Directions
Each line in the records below, from the one that contains "the conversation core." to the one that contains "Streaming chat backend.", should be reproduced exactly, the first and last included.

Stored dataset items
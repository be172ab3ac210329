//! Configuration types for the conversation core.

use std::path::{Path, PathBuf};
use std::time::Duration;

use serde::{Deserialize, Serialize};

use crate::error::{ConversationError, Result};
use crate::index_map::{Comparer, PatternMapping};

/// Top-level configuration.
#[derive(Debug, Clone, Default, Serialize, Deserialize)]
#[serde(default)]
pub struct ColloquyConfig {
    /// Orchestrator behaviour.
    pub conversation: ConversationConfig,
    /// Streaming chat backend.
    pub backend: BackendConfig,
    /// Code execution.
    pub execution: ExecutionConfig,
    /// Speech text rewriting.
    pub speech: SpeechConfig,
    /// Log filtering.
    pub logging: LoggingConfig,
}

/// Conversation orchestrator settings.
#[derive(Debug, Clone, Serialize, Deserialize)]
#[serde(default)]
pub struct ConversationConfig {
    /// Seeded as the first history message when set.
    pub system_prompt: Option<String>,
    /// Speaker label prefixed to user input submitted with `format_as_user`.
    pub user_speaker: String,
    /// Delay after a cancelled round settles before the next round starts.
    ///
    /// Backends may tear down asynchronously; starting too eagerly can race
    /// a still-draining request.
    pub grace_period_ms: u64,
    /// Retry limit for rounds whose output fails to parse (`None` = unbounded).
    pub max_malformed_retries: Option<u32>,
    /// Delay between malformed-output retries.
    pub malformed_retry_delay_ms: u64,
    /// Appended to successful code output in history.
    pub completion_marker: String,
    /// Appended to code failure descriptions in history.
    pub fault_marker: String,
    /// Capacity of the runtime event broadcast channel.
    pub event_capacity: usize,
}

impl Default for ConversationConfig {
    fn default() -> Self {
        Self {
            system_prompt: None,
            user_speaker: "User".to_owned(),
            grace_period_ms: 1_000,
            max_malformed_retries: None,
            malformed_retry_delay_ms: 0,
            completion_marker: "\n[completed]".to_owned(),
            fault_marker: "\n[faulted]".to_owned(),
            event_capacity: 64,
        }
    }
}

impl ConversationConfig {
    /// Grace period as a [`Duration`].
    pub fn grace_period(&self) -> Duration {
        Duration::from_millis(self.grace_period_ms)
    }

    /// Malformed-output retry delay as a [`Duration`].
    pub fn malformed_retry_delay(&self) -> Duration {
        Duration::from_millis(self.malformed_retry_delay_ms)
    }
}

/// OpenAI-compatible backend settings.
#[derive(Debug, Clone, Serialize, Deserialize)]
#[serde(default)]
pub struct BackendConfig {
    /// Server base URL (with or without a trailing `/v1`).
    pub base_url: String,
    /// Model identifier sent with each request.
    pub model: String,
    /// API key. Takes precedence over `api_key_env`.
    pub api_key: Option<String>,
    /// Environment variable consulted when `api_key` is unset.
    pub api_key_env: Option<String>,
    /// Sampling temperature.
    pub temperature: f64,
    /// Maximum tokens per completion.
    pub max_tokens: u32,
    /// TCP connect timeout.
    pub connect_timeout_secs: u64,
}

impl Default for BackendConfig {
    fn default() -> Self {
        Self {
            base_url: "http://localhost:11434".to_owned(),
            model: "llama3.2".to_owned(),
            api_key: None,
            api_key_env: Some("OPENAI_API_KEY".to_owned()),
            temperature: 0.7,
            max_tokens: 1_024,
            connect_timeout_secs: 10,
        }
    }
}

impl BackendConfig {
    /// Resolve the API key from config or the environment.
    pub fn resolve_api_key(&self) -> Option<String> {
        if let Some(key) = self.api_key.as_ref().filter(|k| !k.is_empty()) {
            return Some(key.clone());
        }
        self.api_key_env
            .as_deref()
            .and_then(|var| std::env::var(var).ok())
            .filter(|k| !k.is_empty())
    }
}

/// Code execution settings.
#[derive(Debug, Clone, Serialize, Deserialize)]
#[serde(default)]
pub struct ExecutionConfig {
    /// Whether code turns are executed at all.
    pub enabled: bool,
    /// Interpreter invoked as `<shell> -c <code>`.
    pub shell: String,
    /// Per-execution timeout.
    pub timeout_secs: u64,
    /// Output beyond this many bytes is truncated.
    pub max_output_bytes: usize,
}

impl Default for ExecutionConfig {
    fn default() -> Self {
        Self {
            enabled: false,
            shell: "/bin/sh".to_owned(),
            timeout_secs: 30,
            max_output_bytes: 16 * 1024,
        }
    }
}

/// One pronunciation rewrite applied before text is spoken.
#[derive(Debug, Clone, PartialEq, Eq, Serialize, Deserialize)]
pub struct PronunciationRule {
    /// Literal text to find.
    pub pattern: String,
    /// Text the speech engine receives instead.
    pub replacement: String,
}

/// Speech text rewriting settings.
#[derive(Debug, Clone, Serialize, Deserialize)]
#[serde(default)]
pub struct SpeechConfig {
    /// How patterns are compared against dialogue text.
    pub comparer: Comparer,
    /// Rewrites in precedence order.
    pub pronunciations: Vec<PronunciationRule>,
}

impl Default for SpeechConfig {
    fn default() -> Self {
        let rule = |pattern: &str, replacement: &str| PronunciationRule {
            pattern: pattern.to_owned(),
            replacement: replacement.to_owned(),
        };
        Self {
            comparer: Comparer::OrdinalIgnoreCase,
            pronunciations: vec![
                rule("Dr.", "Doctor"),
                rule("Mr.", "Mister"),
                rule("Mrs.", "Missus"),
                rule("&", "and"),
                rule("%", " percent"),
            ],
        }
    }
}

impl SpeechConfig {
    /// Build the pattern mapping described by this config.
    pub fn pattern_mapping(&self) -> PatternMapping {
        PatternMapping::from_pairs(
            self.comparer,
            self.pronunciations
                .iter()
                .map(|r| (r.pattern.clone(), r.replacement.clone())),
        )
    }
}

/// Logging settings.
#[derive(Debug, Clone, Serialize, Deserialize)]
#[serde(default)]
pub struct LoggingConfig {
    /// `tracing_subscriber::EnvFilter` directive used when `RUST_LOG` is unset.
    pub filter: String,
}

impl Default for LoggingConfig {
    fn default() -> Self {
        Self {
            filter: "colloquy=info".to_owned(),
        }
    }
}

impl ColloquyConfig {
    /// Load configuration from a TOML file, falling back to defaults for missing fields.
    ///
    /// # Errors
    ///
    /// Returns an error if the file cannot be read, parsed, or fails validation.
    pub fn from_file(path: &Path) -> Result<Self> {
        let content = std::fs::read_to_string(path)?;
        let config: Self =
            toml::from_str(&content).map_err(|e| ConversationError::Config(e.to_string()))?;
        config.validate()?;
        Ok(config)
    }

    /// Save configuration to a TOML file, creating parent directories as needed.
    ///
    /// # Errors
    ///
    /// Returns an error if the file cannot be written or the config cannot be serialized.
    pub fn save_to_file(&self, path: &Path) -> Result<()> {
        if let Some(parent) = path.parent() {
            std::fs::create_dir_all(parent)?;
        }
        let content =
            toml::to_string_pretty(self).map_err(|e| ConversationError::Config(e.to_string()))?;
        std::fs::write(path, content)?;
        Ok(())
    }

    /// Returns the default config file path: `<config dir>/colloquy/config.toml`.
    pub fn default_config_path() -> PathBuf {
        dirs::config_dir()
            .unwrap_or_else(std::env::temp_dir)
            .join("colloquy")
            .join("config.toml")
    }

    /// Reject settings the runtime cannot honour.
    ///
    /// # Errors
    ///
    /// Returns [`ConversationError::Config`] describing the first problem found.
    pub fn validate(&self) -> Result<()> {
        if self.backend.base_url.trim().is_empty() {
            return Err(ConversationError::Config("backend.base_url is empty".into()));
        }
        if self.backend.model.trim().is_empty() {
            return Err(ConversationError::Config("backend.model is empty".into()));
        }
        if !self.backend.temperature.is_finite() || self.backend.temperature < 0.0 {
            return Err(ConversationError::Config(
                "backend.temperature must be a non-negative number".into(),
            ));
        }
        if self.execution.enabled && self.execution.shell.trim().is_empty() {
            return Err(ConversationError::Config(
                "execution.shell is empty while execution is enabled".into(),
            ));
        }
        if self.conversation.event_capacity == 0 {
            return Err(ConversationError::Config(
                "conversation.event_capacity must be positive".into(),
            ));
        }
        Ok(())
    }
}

Solution to the problem
//! Configuration types for the conversation core.

use std::path::{Path, PathBuf};
use std::time::Duration;

use serde::{Deserialize, Serialize};

use crate::error::{ConversationError, Result};
use crate::index_map::{Comparer, PatternMapping};

/// Top-level configuration.
#[derive(Debug, Clone, Default, Serialize, Deserialize)]
#[serde(default)]
pub struct ColloquyConfig {
    /// Orchestrator behaviour.
    pub conversation: ConversationConfig,
    /// Streaming chat backend.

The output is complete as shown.